An excerpt from my chapter "Scattered Seeds: The Christian Influence on the Korean Adoption Phenomenon"
The statue of Mary rises from the ground, her arms
stretched out, palms upward in prayer. The deep folds of her long gray
robes melt into the foliage of a half-dead winter garden. It is nearly
the end of March and still jacket chilly. The whole landscape before me
seems washed in sepia; the sky and Mary are cold and gray; the brittle
fallen leaves from last autumn gather at Mary’s feet and parched brown
grass licks up to the garden’s stone border.The church buildings surround me in a half circle. Directly behind Mary is the daycare that used to be Paek Hap, White Lily.
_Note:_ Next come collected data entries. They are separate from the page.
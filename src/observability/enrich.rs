//! Enrichment API for collaborators (auth, repositories, handlers).
//!
//! Every function is a silent no-op when no request context is active.

use super::context::{ErrorDetails, OrgIdentity, TraceLevel, UserIdentity};
use super::store::with_request_context;

pub fn add_user_context(user: &UserIdentity) {
    with_request_context(|ctx| ctx.record_user(user));
}

pub fn add_org_context(org: &OrgIdentity, role: Option<&str>) {
    with_request_context(|ctx| ctx.record_org(org, role));
}

/// Mark the request as performed by an admin acting as another user.
pub fn set_impersonation(impersonator_id: &str) {
    with_request_context(|ctx| ctx.record_impersonation(impersonator_id));
}

pub fn increment_db_queries(count: u32) {
    with_request_context(|ctx| ctx.add_db_queries(count));
}

/// Append a breadcrumb with its offset from request start.
pub fn trace(level: TraceLevel, message: impl Into<String>) {
    let message = message.into();
    with_request_context(|ctx| ctx.push_trace(level, message));
}

/// Attach error details and the resulting status to the active request.
///
/// The first recorded error wins; later ones from outer layers are ignored.
pub fn record_error(status_code: u16, details: ErrorDetails) {
    with_request_context(|ctx| {
        if ctx.error.is_none() {
            ctx.error = Some(details);
            ctx.status_code = Some(status_code);
        }
    });
}
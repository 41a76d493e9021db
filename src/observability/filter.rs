/// Decides which requests get a log context at all.
///
/// Untracked requests never reach the sampling policy.
#[derive(Debug, Clone)]
pub struct RequestFilter {
    pub include_prefixes: Vec<String>,
    pub exclude_paths: Vec<String>,
    pub exclude_extensions: Vec<String>,
}

impl Default for RequestFilter {
    fn default() -> Self {
        Self {
            include_prefixes: vec!["/api/".to_string()],
            exclude_paths: vec!["/api/_auth/session".to_string(), "/api/health".to_string()],
            exclude_extensions: [
                "js", "css", "map", "png", "jpg", "svg", "ico", "woff", "woff2",
            ]
            .iter()
            .map(|s| s.to_string())
            .collect(),
        }
    }
}

impl RequestFilter {
    pub fn should_track(&self, path: &str) -> bool {
        if !self.include_prefixes.iter().any(|p| path.starts_with(p.as_str())) {
            return false;
        }
        if self.exclude_paths.iter().any(|p| path.starts_with(p.as_str())) {
            return false;
        }
        !self.has_static_extension(path)
    }

    fn has_static_extension(&self, path: &str) -> bool {
        let last_segment = path.rsplit('/').next().unwrap_or(path);
        match last_segment.rsplit_once('.') {
            Some((_, ext)) => self
                .exclude_extensions
                .iter()
                .any(|e| e.trim_start_matches('.').eq_ignore_ascii_case(ext)),
            None => false,
        }
    }
}
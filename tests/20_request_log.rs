mod common;

use anyhow::Result;
use reqtail::observability::{SamplingReason, Severity, TraceLevel};
use reqwest::StatusCode;
use serde_json::json;

#[tokio::test]
async fn todo_flow_enriches_the_request_log() -> Result<()> {
    let server = common::TestServer::spawn(common::development_config()).await?;
    let client = reqwest::Client::new();
    let token = server.member_token("user-1", "acme")?;

    let res = client
        .post(server.url("/api/orgs/acme/todos"))
        .bearer_auth(&token)
        .header("user-agent", "reqtail-tests")
        .json(&json!({ "title": "write the release notes" }))
        .send()
        .await?;
    assert_eq!(res.status(), StatusCode::CREATED);

    let records = server.sink.records_for("/api/orgs/acme/todos");
    assert_eq!(records.len(), 1);
    assert_eq!(records[0].severity, Severity::Info);
    assert!(records[0]
        .summary
        .as_deref()
        .unwrap()
        .starts_with("POST /api/orgs/acme/todos 201 "));

    let ctx = records[0].record.context().unwrap();
    assert_eq!(ctx.method, "POST");
    assert_eq!(ctx.status_code, Some(201));
    assert!(ctx.duration_ms.is_some());
    assert!(ctx.end_time.is_some());
    assert_eq!(ctx.ip.as_deref(), Some("127.0.0.1"));
    assert_eq!(ctx.user_agent.as_deref(), Some("reqtail-tests"));
    assert_eq!(ctx.user_id.as_deref(), Some("user-1"));
    assert_eq!(ctx.user_role.as_deref(), Some("member"));
    assert_eq!(ctx.org_id.as_deref(), Some("org-acme"));
    assert_eq!(ctx.org_slug.as_deref(), Some("acme"));
    assert_eq!(ctx.org_role.as_deref(), Some("owner"));
    assert_eq!(ctx.db_queries_count, 1);
    assert!(ctx.sampled);
    assert_eq!(ctx.sampling_reason, Some(SamplingReason::All));
    assert!(ctx
        .trace
        .iter()
        .any(|t| t.level == TraceLevel::Info && t.message.starts_with("created todo")));

    // Each request gets its own context
    client
        .get(server.url("/api/orgs/acme/todos"))
        .bearer_auth(&token)
        .send()
        .await?;
    let records = server.sink.records_for("/api/orgs/acme/todos");
    assert_eq!(records.len(), 2);
    let first = records[0].record.context().unwrap();
    let second = records[1].record.context().unwrap();
    assert_ne!(first.request_id, second.request_id);
    assert_eq!(second.db_queries_count, 1);
    Ok(())
}

#[tokio::test]
async fn handler_errors_are_logged_once_on_the_error_path() -> Result<()> {
    let server = common::TestServer::spawn(common::production_config()).await?;
    let client = reqwest::Client::new();
    let token = server.member_token("user-1", "acme")?;

    let forbidden = client
        .get(server.url("/api/orgs/globex/todos"))
        .bearer_auth(&token)
        .send()
        .await?;
    assert_eq!(forbidden.status(), StatusCode::FORBIDDEN);

    let invalid = client
        .post(server.url("/api/orgs/acme/todos"))
        .bearer_auth(&token)
        .json(&json!({ "title": "   " }))
        .send()
        .await?;
    assert_eq!(invalid.status(), StatusCode::UNPROCESSABLE_ENTITY);

    let missing = client
        .delete(server.url("/api/orgs/acme/todos/00000000-0000-4000-8000-000000000000"))
        .bearer_auth(&token)
        .send()
        .await?;
    assert_eq!(missing.status(), StatusCode::NOT_FOUND);

    let records = server.sink.records();
    assert_eq!(records.len(), 3);

    let codes: Vec<_> = records
        .iter()
        .map(|r| {
            let ctx = r.record.context().unwrap();
            assert_eq!(r.severity, Severity::Warn);
            assert!(r.summary.is_none());
            assert!(ctx.sampled);
            assert_eq!(ctx.sampling_reason, Some(SamplingReason::Error));
            let error = ctx.error.as_ref().unwrap();
            assert!(error.stack.is_none());
            (ctx.status_code.unwrap(), error.code.clone().unwrap())
        })
        .collect();
    assert_eq!(
        codes,
        vec![
            (403, "FORBIDDEN".to_string()),
            (422, "UNPROCESSABLE_ENTITY".to_string()),
            (404, "NOT_FOUND".to_string()),
        ]
    );

    // The 404 happened after the org was resolved
    let not_found = records[2].record.context().unwrap();
    assert_eq!(not_found.org_slug.as_deref(), Some("acme"));
    assert_eq!(not_found.db_queries_count, 1);

    // Errors bypass the latency window
    assert_eq!(server.observability.tracker().sample_count(), 0);
    Ok(())
}

#[tokio::test]
async fn missing_token_is_logged_as_unauthorized() -> Result<()> {
    let server = common::TestServer::spawn(common::production_config()).await?;
    let client = reqwest::Client::new();

    let res = client.get(server.url("/api/auth/whoami")).send().await?;
    assert_eq!(res.status(), StatusCode::UNAUTHORIZED);
    let body = res.json::<serde_json::Value>().await?;
    assert_eq!(body["code"], "UNAUTHORIZED");

    let records = server.sink.records();
    assert_eq!(records.len(), 1);
    let ctx = records[0].record.context().unwrap();
    assert_eq!(ctx.status_code, Some(401));
    assert_eq!(ctx.user_id, None);
    assert_eq!(ctx.error.as_ref().unwrap().code.as_deref(), Some("UNAUTHORIZED"));
    Ok(())
}

#[tokio::test]
async fn tokens_are_validated_with_the_server_secret() -> Result<()> {
    let server = common::TestServer::spawn(common::production_config()).await?;
    let client = reqwest::Client::new();

    // Signed for a development deployment, presented to this one
    let development = common::TestServer::spawn(common::development_config()).await?;
    for token in [
        development.member_token("user-1", "acme")?,
        common::foreign_token("user-1")?,
    ] {
        let res = client
            .get(server.url("/api/auth/whoami"))
            .bearer_auth(token)
            .send()
            .await?;
        assert_eq!(res.status(), StatusCode::UNAUTHORIZED);
    }

    let res = client
        .get(server.url("/api/auth/whoami"))
        .bearer_auth(server.member_token("user-1", "acme")?)
        .send()
        .await?;
    assert_eq!(res.status(), StatusCode::OK);

    let session = client
        .get(server.url("/api/_auth/session"))
        .bearer_auth(common::foreign_token("user-1")?)
        .send()
        .await?
        .json::<serde_json::Value>()
        .await?;
    assert_eq!(session["data"]["authenticated"], false);

    assert_eq!(server.sink.records().len(), 2);
    Ok(())
}

#[tokio::test]
async fn missing_secret_fails_closed_as_server_error() -> Result<()> {
    let mut config = common::production_config();
    config.security.jwt_secret.clear();
    let server = common::TestServer::spawn(config).await?;
    let client = reqwest::Client::new();

    let res = client
        .get(server.url("/api/auth/whoami"))
        .bearer_auth(common::foreign_token("user-1")?)
        .send()
        .await?;
    assert_eq!(res.status(), StatusCode::INTERNAL_SERVER_ERROR);

    let records = server.sink.records();
    assert_eq!(records.len(), 1);
    assert_eq!(records[0].severity, Severity::Error);
    let ctx = records[0].record.context().unwrap();
    assert_eq!(ctx.error.as_ref().unwrap().code.as_deref(), Some("INTERNAL_SERVER_ERROR"));
    Ok(())
}

#[tokio::test]
async fn production_drops_fast_successes() -> Result<()> {
    let server = common::TestServer::spawn(common::production_config()).await?;
    let client = reqwest::Client::new();
    let token = server.member_token("user-1", "acme")?;

    for _ in 0..5 {
        let res = client
            .get(server.url("/api/orgs/acme/todos"))
            .bearer_auth(&token)
            .send()
            .await?;
        assert_eq!(res.status(), StatusCode::OK);
    }

    assert!(server.sink.is_empty());
    assert_eq!(server.observability.tracker().sample_count(), 5);
    Ok(())
}

#[tokio::test]
async fn full_sample_rate_keeps_fast_successes_as_random() -> Result<()> {
    let mut config = common::production_config();
    config.sampling.sample_rate = 1.0;
    let server = common::TestServer::spawn(config).await?;
    let client = reqwest::Client::new();
    let token = server.member_token("user-1", "acme")?;

    client
        .get(server.url("/api/auth/whoami"))
        .bearer_auth(&token)
        .send()
        .await?;

    let records = server.sink.records();
    assert_eq!(records.len(), 1);
    let ctx = records[0].record.context().unwrap();
    assert_eq!(ctx.sampling_reason, Some(SamplingReason::Random));
    assert!(ctx.sampled);
    Ok(())
}

#[tokio::test]
async fn impersonated_requests_carry_the_admin() -> Result<()> {
    let server = common::TestServer::spawn(common::development_config()).await?;
    let client = reqwest::Client::new();
    let token = server.impersonated_token("user-7", "acme", "admin-9")?;

    let res = client
        .get(server.url("/api/auth/whoami"))
        .bearer_auth(token)
        .header("x-forwarded-for", "203.0.113.9, 10.0.0.1")
        .send()
        .await?;
    assert_eq!(res.status(), StatusCode::OK);
    let body = res.json::<serde_json::Value>().await?;
    assert_eq!(body["data"]["impersonated"], true);

    let records = server.sink.records_for("/api/auth/whoami");
    assert_eq!(records.len(), 1);
    let ctx = records[0].record.context().unwrap();
    assert_eq!(ctx.user_id.as_deref(), Some("user-7"));
    assert!(ctx.is_impersonated);
    assert_eq!(ctx.impersonator_id.as_deref(), Some("admin-9"));
    assert_eq!(ctx.ip.as_deref(), Some("203.0.113.9"));
    assert!(ctx.trace.iter().any(|t| t.message == "impersonation by admin-9"));
    Ok(())
}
Once it was an orphanage, my orphanage. Under the blank gaze of Mary I
arrived as a 14-month old infant, one of six kids found abandoned that
day, passed from a city official at Daegu City Hall to the waiting arms
of a nun. Once I was Catholic, and like all of the babies and children
of Daegu who came through the doors of White Lily, we baptized
ourselves with holy tears and became one of God’s and an American
family’s sacrificial lambs.Daegu is a large urban center in the middle of the country bereft
of the southern coastal charm of Pusan or the cosmopolitan energy of
Seoul. This third largest city in South Korea spreads into suburbs. The
night before, we traveled through the city over hills, and I saw the
mountains past the horizon line of modern office buildings and
apartments. Still, to me, Daegu seems flat and industrial.I have come to this garden and this statue to exhale. I have just
asked a nun for my file. She looks me up in her computer and prints out
a document. It is the same one I already possess, nearly blank. Sorry, there is no more information, she tells me. Nothing else I can do.We pass by the rows of little red sneakers and black Mary Janes;
walk past the drawings on the wall. I picture the garden in bloom and
wonder if white lilies are among those flowers that ornament Mary’s
robes throughout the spring and summer.